| Task goal |
This exercise calls for an exact transcription. Set down every record below.

══ Supplied records ══

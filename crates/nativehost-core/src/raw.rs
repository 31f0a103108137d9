//! Raw content: a pre-built node or a markup string parsed into one.

use crate::error::RawError;
use crate::props::{PropValue, Props};
use crate::NodeId;

#[derive(Clone, Debug, PartialEq)]
pub enum Raw {
    Node(NodeId),
    Markup(String),
}

/// Parsed markup, before it is built into the tree.
#[derive(Clone, Debug, PartialEq)]
pub enum Markup {
    Element {
        tag: String,
        attrs: Props,
        children: Vec<Markup>,
    },
    Text(String),
}

/// Parses a markup fragment into its top-level nodes.
///
/// Attribute values are strings; an attribute without a value is `true`.
/// Whitespace-only text between elements is dropped.
pub fn parse_markup(input: &str) -> Result<Vec<Markup>, RawError> {
    let mut parser = Parser { input, pos: 0 };
    let mut stack: Vec<(String, Props, Vec<Markup>)> = Vec::new();
    let mut roots = Vec::new();

    while parser.pos < input.len() {
        let node = if parser.eat("<!--") {
            parser.skip_comment()?;
            None
        } else if parser.eat("</") {
            let offset = parser.pos;
            let tag = parser.name()?;
            parser.skip_whitespace();
            parser.expect('>')?;
            let Some((open, attrs, children)) = stack.pop() else {
                return Err(RawError::UnmatchedClose { offset, tag });
            };
            if open != tag {
                return Err(RawError::MismatchedClose {
                    offset,
                    expected: open,
                    found: tag,
                });
            }
            Some(Markup::Element {
                tag,
                attrs,
                children,
            })
        } else if parser.peek() == Some('<') {
            parser.pos += 1;
            let tag = parser.name()?;
            let attrs = parser.attributes()?;
            if parser.eat("/>") {
                Some(Markup::Element {
                    tag,
                    attrs,
                    children: Vec::new(),
                })
            } else {
                parser.expect('>')?;
                stack.push((tag, attrs, Vec::new()));
                None
            }
        } else {
            let text = parser.text();
            if text.trim().is_empty() {
                None
            } else {
                Some(Markup::Text(unescape(&text)))
            }
        };

        if let Some(node) = node {
            match stack.last_mut() {
                Some((_, _, children)) => children.push(node),
                None => roots.push(node),
            }
        }
    }

    if !stack.is_empty() {
        return Err(RawError::UnexpectedEof { offset: input.len() });
    }
    if roots.is_empty() {
        return Err(RawError::Empty);
    }
    Ok(roots)
}

struct Parser<'a> {
    input: &'a str,
    pos: usize,
}

impl Parser<'_> {
    fn rest(&self) -> &str {
        &self.input[self.pos..]
    }

    fn peek(&self) -> Option<char> {
        self.rest().chars().next()
    }

    fn eat(&mut self, token: &str) -> bool {
        if self.rest().starts_with(token) {
            self.pos += token.len();
            true
        } else {
            false
        }
    }

    fn expect(&mut self, expected: char) -> Result<(), RawError> {
        match self.peek() {
            Some(found) if found == expected => {
                self.pos += found.len_utf8();
                Ok(())
            }
            Some(found) => Err(RawError::UnexpectedChar {
                offset: self.pos,
                found,
            }),
            None => Err(RawError::UnexpectedEof { offset: self.pos }),
        }
    }

    fn skip_whitespace(&mut self) {
        let trimmed = self.rest().trim_start();
        self.pos = self.input.len() - trimmed.len();
    }

    fn skip_comment(&mut self) -> Result<(), RawError> {
        match self.rest().find("-->") {
            Some(end) => {
                self.pos += end + 3;
                Ok(())
            }
            None => Err(RawError::UnexpectedEof {
                offset: self.input.len(),
            }),
        }
    }

    fn name(&mut self) -> Result<String, RawError> {
        let start = self.pos;
        let len = self
            .rest()
            .find(|c: char| !(c.is_alphanumeric() || matches!(c, '-' | '_' | ':' | '.')))
            .unwrap_or(self.rest().len());
        if len == 0 {
            return match self.peek() {
                Some(found) => Err(RawError::UnexpectedChar {
                    offset: start,
                    found,
                }),
                None => Err(RawError::UnexpectedEof { offset: start }),
            };
        }
        self.pos += len;
        Ok(self.input[start..self.pos].to_owned())
    }

    fn attributes(&mut self) -> Result<Props, RawError> {
        let mut attrs = Props::new();
        loop {
            self.skip_whitespace();
            match self.peek() {
                Some('>') | Some('/') => return Ok(attrs),
                None => return Err(RawError::UnexpectedEof { offset: self.pos }),
                Some(_) => {}
            }
            let name = self.name()?;
            self.skip_whitespace();
            if !self.eat("=") {
                attrs.insert(name, PropValue::Bool(true));
                continue;
            }
            self.skip_whitespace();
            let quote = match self.peek() {
                Some(quote @ ('"' | '\'')) => quote,
                Some(found) => {
                    return Err(RawError::UnexpectedChar {
                        offset: self.pos,
                        found,
                    })
                }
                None => return Err(RawError::UnexpectedEof { offset: self.pos }),
            };
            self.pos += 1;
            let Some(end) = self.rest().find(quote) else {
                return Err(RawError::UnexpectedEof {
                    offset: self.input.len(),
                });
            };
            let value = unescape(&self.rest()[..end]);
            self.pos += end + 1;
            attrs.insert(name, PropValue::Str(value));
        }
    }

    fn text(&mut self) -> String {
        let len = self.rest().find('<').unwrap_or(self.rest().len());
        let text = self.rest()[..len].to_owned();
        self.pos += len;
        text
    }
}

/// Decodes the five predefined entities and numeric character references.
/// Unknown entities are kept verbatim.
pub fn unescape(text: &str) -> String {
    let mut output = String::with_capacity(text.len());
    let mut rest = text;
    while let Some(amp) = rest.find('&') {
        output.push_str(&rest[..amp]);
        rest = &rest[amp..];
        let decoded = rest.find(';').and_then(|semi| {
            let entity = &rest[1..semi];
            let ch = match entity {
                "amp" => Some('&'),
                "lt" => Some('<'),
                "gt" => Some('>'),
                "quot" => Some('"'),
                "apos" => Some('\''),
                _ => entity
                    .strip_prefix("#x")
                    .or_else(|| entity.strip_prefix("#X"))
                    .and_then(|hex| u32::from_str_radix(hex, 16).ok())
                    .or_else(|| entity.strip_prefix('#').and_then(|dec| dec.parse().ok()))
                    .and_then(char::from_u32),
            };
            ch.map(|ch| (ch, semi))
        });
        match decoded {
            Some((ch, semi)) => {
                output.push(ch);
                rest = &rest[semi + 1..];
            }
            None => {
                output.push('&');
                rest = &rest[1..];
            }
        }
    }
    output.push_str(rest);
    output
}

#[cfg(test)]
#[path = "tests/raw_tests.rs"]
mod tests;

═══

| Solved problem |
filename crates/nativehost-core/src/raw.rs
repository 31f0a103108137d9
//! Raw content: a pre-built node or a markup string parsed into one.

use crate::error::RawError;
use crate::props::{PropValue, Props};
use crate::NodeId;

#[derive(Clone, Debug, PartialEq)]
pub enum Raw {
    Node(NodeId),
    Markup(String),
}

/// Parsed markup, before it is built into the tree.
#[derive(Clone, Debug, PartialEq)]
pub enum Markup {
    Element {
        tag: String,
        attrs: Props,
        children: Vec<Markup>,
    },
    Text(String),
}

/// Parses a markup fragment into its top-level nodes.
///
/// Attribute values are strings; an attribute without a value is `true`.
/// Whitespace-only text between elements is dropped.
pub fn parse_markup(input: &str) -> Result<Vec<Markup>, RawError> {
    let mut parser = Parser { input, pos: 0 };
    let mut stack: Vec<(String, Props, Vec<Markup>)> = Vec::new();
    let mut roots = Vec::new();

    while parser.pos < input.len() {
        let node = if parser.eat("<!--") {
            parser.skip_comment()?;
            None
        } else if parser.eat("</") {
            let offset = parser.pos;
            let tag = parser.name()?;
            parser.skip_whitespace();
            parser.expect('>')?;
            let Some((open, attrs, children)) = stack.pop() else {
                return Err(RawError::UnmatchedClose { offset, tag });
            };
            if open != tag {
                return Err(RawError::MismatchedClose {
                    offset,
                    expected: open,
                    found: tag,
                });
            }
            Some(Markup::Element {
                tag,
                attrs,
                children,
            })
        } else if parser.peek() == Some('<') {
            parser.pos += 1;
            let tag = parser.name()?;
            let attrs = parser.attributes()?;
            if parser.eat("/>") {
                Some(Markup::Element {
                    tag,
                    attrs,
                    children: Vec::new(),
                })
            } else {
                parser.expect('>')?;
                stack.push((tag, attrs, Vec::new()));
                None
            }
        } else {
            let text = parser.text();
            if text.trim().is_empty() {
                None
            } else {
                Some(Markup::Text(unescape(&text)))
            }
        };

        if let Some(node) = node {
            match stack.last_mut() {
                Some((_, _, children)) => children.push(node),
                None => roots.push(node),
            }
        }
    }

    if !stack.is_empty() {
        return Err(RawError::UnexpectedEof { offset: input.len() });
    }
    if roots.is_empty() {
        return Err(RawError::Empty);
    }
    Ok(roots)
}

struct Parser<'a> {
    input: &'a str,
    pos: usize,
}

impl Parser<'_> {
    fn rest(&self) -> &str {
        &self.input[self.pos..]
    }

    fn peek(&self) -> Option<char> {
        self.rest().chars().next()
    }

    fn eat(&mut self, token: &str) -> bool {
        if self.rest().starts_with(token) {
            self.pos += token.len();
            true
        } else {
            false
        }
    }

    fn expect(&mut self, expected: char) -> Result<(), RawError> {
        match self.peek() {
            Some(found) if found == expected => {
                self.pos += found.len_utf8();
                Ok(())
            }
            Some(found) => Err(RawError::UnexpectedChar {
                offset: self.pos,
                found,
            }),
            None => Err(RawError::UnexpectedEof { offset: self.pos }),
        }
    }

    fn skip_whitespace(&mut self) {
        let trimmed = self.rest().trim_start();
        self.pos = self.input.len() - trimmed.len();
    }

    fn skip_comment(&mut self) -> Result<(), RawError> {
        match self.rest().find("-->") {
            Some(end) => {
                self.pos += end + 3;
                Ok(())
            }
            None => Err(RawError::UnexpectedEof {
                offset: self.input.len(),
            }),
        }
    }

    fn name(&mut self) -> Result<String, RawError> {
        let start = self.pos;
        let len = self
            .rest()
            .find(|c: char| !(c.is_alphanumeric() || matches!(c, '-' | '_' | ':' | '.')))
            .unwrap_or(self.rest().len());
        if len == 0 {
            return match self.peek() {
                Some(found) => Err(RawError::UnexpectedChar {
                    offset: start,
                    found,
                }),
                None => Err(RawError::UnexpectedEof { offset: start }),
            };
        }
        self.pos += len;
        Ok(self.input[start..self.pos].to_owned())
    }

    fn attributes(&mut self) -> Result<Props, RawError> {
        let mut attrs = Props::new();
        loop {
            self.skip_whitespace();
            match self.peek() {
                Some('>') | Some('/') => return Ok(attrs),
                None => return Err(RawError::UnexpectedEof { offset: self.pos }),
                Some(_) => {}
            }
            let name = self.name()?;
            self.skip_whitespace();
            if !self.eat("=") {
                attrs.insert(name, PropValue::Bool(true));
                continue;
            }
            self.skip_whitespace();
            let quote = match self.peek() {
                Some(quote @ ('"' | '\'')) => quote,
                Some(found) => {
                    return Err(RawError::UnexpectedChar {
                        offset: self.pos,
                        found,
                    })
                }
                None => return Err(RawError::UnexpectedEof { offset: self.pos }),
            };
            self.pos += 1;
            let Some(end) = self.rest().find(quote) else {
                return Err(RawError::UnexpectedEof {
                    offset: self.input.len(),
                });
            };
            let value = unescape(&self.rest()[..end]);
            self.pos += end + 1;
            attrs.insert(name, PropValue::Str(value));
        }
    }

    fn text(&mut self) -> String {
        let len = self.rest().find('<').unwrap_or(self.rest().len());
        let text = self.rest()[..len].to_owned();
        self.pos += len;
        text
    }
}

/// Decodes the five predefined entities and numeric character references.
/// Unknown entities are kept verbatim.
pub fn unescape(text: &str) -> String {
    let mut output = String::with_capacity(text.len());
    let mut rest = text;
    while let Some(amp) = rest.find('&') {
        output.push_str(&rest[..amp]);
        rest = &rest[amp..];
        let decoded = rest.find(';').and_then(|semi| {
            let entity = &rest[1..semi];
            let ch = match entity {
                "amp" => Some('&'),
                "lt" => Some('<'),
                "gt" => Some('>'),
                "quot" => Some('"'),
                "apos" => Some('\''),
                _ => entity
                    .strip_prefix("#x")
                    .or_else(|| entity.strip_prefix("#X"))
                    .and_then(|hex| u32::from_str_radix(hex, 16).ok())
                    .or_else(|| entity.strip_prefix('#').and_then(|dec| dec.parse().ok()))
                    .and_then(char::from_u32),
            };
            ch.map(|ch| (ch, semi))
        });
        match decoded {
            Some((ch, semi)) => {
                output.push(ch);
                rest = &rest[semi + 1..];
            }
            None => {
                output.push('&');
                rest = &rest[1..];
            }
        }
    }
    output.push_str(rest);
    output
}

#[cfg(test)]
#[path = "tests/raw_tests.rs"]
mod tests;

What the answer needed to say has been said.